**Problem requirements**
Tally the lines below that contain the word "AuthError", then give the tally and nothing more.
Exercise data START
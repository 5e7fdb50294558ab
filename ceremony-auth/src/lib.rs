// Authentication contract: every RPC receives a caller identity and
// a claim set. Issuing tokens, verifying signatures and session management
// are all out of scope (external collaborator); this crate only models the
// claim shape handlers check and the caller-id-as-participant-id rule.

use ceremony_base::ParticipantId;
use serde::{Deserialize, Serialize};
use std::fmt;

#[derive(Clone, Copy, Debug, Default, Eq, PartialEq, Serialize, Deserialize)]
pub struct Claims {
    pub participant: bool,
    pub coordinator: bool,
}

impl Claims {
    pub fn participant() -> Self {
        Claims {
            participant: true,
            coordinator: false,
        }
    }

    pub fn coordinator() -> Self {
        Claims {
            participant: false,
            coordinator: true,
        }
    }

    fn is_authenticated(&self) -> bool {
        self.participant || self.coordinator
    }
}

/// The authenticated caller of an RPC. `caller_id` doubles as the
/// participant document id.
#[derive(Clone, Debug, Eq, PartialEq)]
pub struct AuthContext {
    pub caller_id: ParticipantId,
    pub claims: Claims,
}

impl AuthContext {
    pub fn is_coordinator(&self) -> bool {
        self.claims.coordinator
    }
}

/// Why [`authenticate`] rejected a call. Deliberately its own type rather
/// than `ceremony_base::Error`: an authentication rejection is a
/// caller-facing `UNAUTHENTICATED`, not an infrastructure failure, and must
/// never be reachable through whatever blanket conversion a caller applies
/// to infrastructure errors.
#[derive(Clone, Copy, Debug, Eq, PartialEq)]
pub enum AuthError {
    MissingCaller,
    MissingClaims,
}

impl fmt::Display for AuthError {
    fn fmt(&self, f: &mut fmt::Formatter<'_>) -> fmt::Result {
        match self {
            AuthError::MissingCaller => write!(f, "no caller identity"),
            AuthError::MissingClaims => write!(f, "no participant or coordinator claim"),
        }
    }
}

impl std::error::Error for AuthError {}

/// Rejects with [`AuthError`] if neither claim is present.
pub fn authenticate(
    caller_id: Option<ParticipantId>,
    claims: Claims,
) -> std::result::Result<AuthContext, AuthError> {
    let caller_id = caller_id.ok_or(AuthError::MissingCaller)?;
    if !claims.is_authenticated() {
        return Err(AuthError::MissingClaims);
    }
    Ok(AuthContext { caller_id, claims })
}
Exercise data END
**Response**
9